**Directions**
Look through the records below and collect all lines that hold the string "raised".

**Records shown**
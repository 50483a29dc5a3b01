//! Internal error helpers for mapping HTTP/reqwest errors to [`TransportError`].

use olla_types::TransportError;

use crate::wire::WireError;

/// Map a non-200 HTTP status to a [`TransportError`].
///
/// The server usually explains itself with `{"error": "..."}`; that message is
/// kept as the body when present, otherwise the raw body is kept.
pub(crate) fn map_http_status(status: reqwest::StatusCode, body: &str) -> TransportError {
    let body = serde_json::from_str::<WireError>(body)
        .map(|e| e.error)
        .unwrap_or_else(|_| body.to_string());
    TransportError::Status {
        status: status.as_u16(),
        body,
    }
}

/// Map a [`reqwest::Error`] raised while sending a request.
pub(crate) fn map_reqwest_error(err: reqwest::Error) -> TransportError {
    if err.is_timeout() {
        TransportError::Timeout(Box::new(err))
    } else {
        TransportError::Request(Box::new(err))
    }
}

/// Map a [`reqwest::Error`] raised while reading a response body.
pub(crate) fn map_body_error(err: reqwest::Error) -> TransportError {
    if err.is_timeout() {
        TransportError::Timeout(Box::new(err))
    } else {
        TransportError::Read(Box::new(err))
    }
}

**Answer to the problem**
/// Map a [`reqwest::Error`] raised while sending a request.
/// Map a [`reqwest::Error`] raised while reading a response body.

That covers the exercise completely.